Não tem coisa mais impressionante do que quando um artista consegue cantar em duas línguas diferentes na mesma música e você nem percebe que isso está realmente acontecendo. Tudo parece natural. Tudo parece pertencer ao mesmo lugar. As palavras mudam, mas a emoção continua exatamente a mesma. E foi isso que aconteceu quando escutamos “Cliché”, de Fernanda.
“Cliché” é uma música que carrega uma melodia muito europeia, mas que nunca abandona aquele toque brasileiro que dá calor, proximidade e identidade à canção. É uma faixa deliciosa de ouvir. Daquelas que te fazem querer dançar, mas também prestar atenção em cada palavra. Daquelas músicas que funcionam tanto como trilha sonora para uma caminhada no fim da tarde quanto para aqueles momentos em que você simplesmente precisa sentir alguma coisa.
E sentir é exatamente o que Fernanda entrega aqui.
Depois de se mudar para Paris para começar uma nova fase da vida, a artista construiu um projeto que reflete perfeitamente essa travessia entre mundos. Suas raízes brasileiras continuam presentes, mas agora convivem com uma nova realidade, uma nova cidade, uma nova cultura e uma nova forma de enxergar a própria identidade. Ao lado do produtor Ulysse Molho, ela criou uma sonoridade que transforma essa mistura em algo extremamente autêntico.
O resultado é uma ponte emocional entre Brasil e França.
E o mais bonito é que essa conexão nunca parece forçada. O português e o francês dançam juntos ao longo da música de uma forma quase mágica. As transições acontecem com tanta naturalidade que, em muitos momentos, você simplesmente esquece que está ouvindo duas línguas diferentes.
Tudo faz parte da mesma narrativa.
Tudo faz parte da mesma emoção.
“Cliché” fala sobre uma relação que já não ocupa o mesmo espaço que ocupava antes. Sobre aquele momento em que você percebe que algo mudou, mesmo que ainda existam sentimentos espalhados pelos cantos da memória. Não é apenas uma música sobre o fim de um amor. É uma música sobre a tentativa de reconstruir a si mesmo depois dele.
E essa vulnerabilidade aparece de forma extremamente honesta.
Existe um trecho que ficou muito marcado para nós: “faz parte do meu ser querer sofrer”. Uma frase simples, mas carregada de significado. Porque fala de algo que muitas pessoas conhecem bem: a dificuldade de abandonar completamente aquilo que já nos machucou.
Logo depois, quando ouvimos “maman m’a dit, tu es fini, quelle tragédie”, a canção ganha ainda mais profundidade. É impressionante como as duas línguas convivem sem competir entre si. Pelo contrário. Elas ampliam a narrativa.
É como se cada idioma revelasse uma camada diferente da personagem que habita a música.
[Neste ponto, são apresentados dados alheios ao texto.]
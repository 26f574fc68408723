//! Structured logging.
//!
//! # Responsibilities
//! - Initialize the global tracing subscriber
//! - Pick human-readable or JSON output
//! - Configure log level from config, overridable by `RUST_LOG`

use tracing_subscriber::util::TryInitError;
use tracing_subscriber::{fmt, layer::SubscriberExt, util::SubscriberInitExt, EnvFilter};

use crate::config::ObservabilityConfig;

/// Filter used when `RUST_LOG` is not set.
pub fn default_filter(config: &ObservabilityConfig) -> String {
    format!("doh_proxy={},tower_http=info", config.log_level)
}

/// Install the global subscriber. Fails if one is already installed.
pub fn init_logging(config: &ObservabilityConfig) -> Result<(), TryInitError> {
    let filter =
        EnvFilter::try_from_default_env().unwrap_or_else(|_| default_filter(config).into());

    let json = config.json_logs;
    tracing_subscriber::registry()
        .with(filter)
        .with(json.then(|| fmt::layer().json().with_current_span(true)))
        .with((!json).then(|| fmt::layer()))
        .try_init()
}

#[cfg(test)]
mod tests {
    use super::*;

    #[test]
    fn test_default_filter_uses_level() {
        let config = ObservabilityConfig {
            log_level: "debug".into(),
            ..Default::default()
        };
        assert_eq!(default_filter(&config), "doh_proxy=debug,tower_http=info");
    }
}
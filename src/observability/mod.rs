//! Observability subsystem.
//!
//! # Data Flow
//! ```text
//! All subsystems produce:
//!     → logging.rs (structured log events)
//!     → metrics.rs (counters, gauges, histograms)
//!
//! Consumers:
//!     → Log aggregation (stdout)
//!     → Metrics endpoint (Prometheus scrape)
//! ```
//!
//! # Design Decisions
//! - Structured logging (JSON optional) for machine parsing
//! - Request ID flows through every log line of a request
//! - Metrics are cheap (atomic increments) and no-ops until a recorder is installed

pub mod logging;
pub mod metrics;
A voz de Fernanda também merece destaque. Existe uma doçura muito bonita na forma como ela canta, mas ao mesmo tempo há intensidade emocional em cada frase. Ela nunca força a interpretação. Nunca exagera. E justamente por isso consegue transmitir tanto.
É uma voz que acolhe.
Uma voz que conversa.
Uma voz que faz você acreditar em cada palavra.
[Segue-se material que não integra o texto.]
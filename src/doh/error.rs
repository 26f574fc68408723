//! Error taxonomy for the DoH request path.

use std::time::Duration;

use axum::http::{header, HeaderValue, Method, StatusCode};
use axum::response::{IntoResponse, Response};
use axum::Json;
use serde::Serialize;
use thiserror::Error;

/// Every way a DoH request can fail.
///
/// Validation variants are produced before any upstream I/O. All variants
/// render as a JSON body `{"error": <kind>, "detail": <message>}`.
#[derive(Debug, Error)]
pub enum ProxyError {
    #[error("method {0} is not allowed")]
    MethodNotAllowed(Method),

    #[error("missing required parameter `{0}`")]
    MissingParameter(&'static str),

    #[error("parameter `{0}` is not valid base64url")]
    InvalidParameter(&'static str),

    #[error("request body is empty")]
    EmptyBody,

    #[error("DNS message exceeds the {max} byte limit")]
    PayloadTooLarge { max: usize },

    #[error("unsupported media type {0:?}")]
    UnsupportedMediaType(Option<String>),

    #[error("upstream returned HTTP {0}")]
    UpstreamError(StatusCode),

    #[error("upstream unreachable: {0}")]
    UpstreamUnreachable(String),

    #[error("request not completed within {}s", .0.as_secs())]
    Timeout(Duration),

    #[error("internal error: {0}")]
    Internal(String),
}

impl ProxyError {
    /// Stable name used in the `error` field of the response body.
    pub fn kind(&self) -> &'static str {
        match self {
            ProxyError::MethodNotAllowed(_) => "MethodNotAllowed",
            ProxyError::MissingParameter(_) => "MissingParameter",
            ProxyError::InvalidParameter(_) => "InvalidParameter",
            ProxyError::EmptyBody => "EmptyBody",
            ProxyError::PayloadTooLarge { .. } => "PayloadTooLarge",
            ProxyError::UnsupportedMediaType(_) => "UnsupportedMediaType",
            ProxyError::UpstreamError(_) => "UpstreamError",
            ProxyError::UpstreamUnreachable(_) => "UpstreamUnreachable",
            ProxyError::Timeout(_) => "Timeout",
            ProxyError::Internal(_) => "InternalError",
        }
    }

    /// Status sent to the client. Upstream failures are always 500; a request
    /// that outlives `timeouts.request_secs` is 504.
    pub fn status(&self) -> StatusCode {
        match self {
            ProxyError::MethodNotAllowed(_) => StatusCode::METHOD_NOT_ALLOWED,
            ProxyError::MissingParameter(_)
            | ProxyError::InvalidParameter(_)
            | ProxyError::EmptyBody => StatusCode::BAD_REQUEST,
            ProxyError::PayloadTooLarge { .. } => StatusCode::PAYLOAD_TOO_LARGE,
            ProxyError::UnsupportedMediaType(_) => StatusCode::UNSUPPORTED_MEDIA_TYPE,
            ProxyError::UpstreamError(_)
            | ProxyError::UpstreamUnreachable(_)
            | ProxyError::Internal(_) => StatusCode::INTERNAL_SERVER_ERROR,
            ProxyError::Timeout(_) => StatusCode::GATEWAY_TIMEOUT,
        }
    }

    pub fn is_upstream(&self) -> bool {
        matches!(
            self,
            ProxyError::UpstreamError(_) | ProxyError::UpstreamUnreachable(_)
        )
    }
}

#[derive(Serialize)]
struct ErrorBody {
    error: &'static str,
    #[serde(skip_serializing_if = "Option::is_none")]
    detail: Option<String>,
}

impl IntoResponse for ProxyError {
    fn into_response(self) -> Response {
        let detail = match &self {
            // Internal details stay in the logs.
            ProxyError::Internal(_) => None,
            other => Some(other.to_string()),
        };
        let body = ErrorBody {
            error: self.kind(),
            detail,
        };

        let mut response = (self.status(), Json(body)).into_response();
        if let ProxyError::MethodNotAllowed(_) = self {
            response.headers_mut().insert(
                header::ALLOW,
                HeaderValue::from_static("GET, POST, OPTIONS"),
            );
        }
        response
    }
}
Musicalmente, a produção aposta em uma abordagem moderna, elegante e atmosférica. Existe leveza, mas também profundidade. Existe melancolia, mas também movimento. É uma música que fala sobre despedidas, mas que nunca fica presa à tristeza.
Ela continua caminhando.
Continua procurando novos caminhos.
Continua tentando descobrir quem é depois que algumas partes de si ficaram para trás.
E talvez seja justamente isso que torna “Cliché” tão especial.
Num momento em que tantas músicas parecem seguir fórmulas previsíveis, Fernanda entrega algo que soa genuinamente pessoal. Uma obra construída entre países, idiomas, memórias e emoções.
O sucesso inicial da artista também não acontece por acaso. Com mais de 1,5 milhão de visualizações em menos de um mês, milhares de presaves e um crescimento impressionante nas redes sociais, fica evidente que existe algo muito especial acontecendo aqui.
Mas mais importante do que os números é aquilo que a música provoca.
E “Cliché” provoca conexão.
Uma conexão que atravessa idiomas, fronteiras e experiências pessoais para lembrar que, no fim das contas, todas as histórias de amor, perda e reconstrução falam a mesma língua.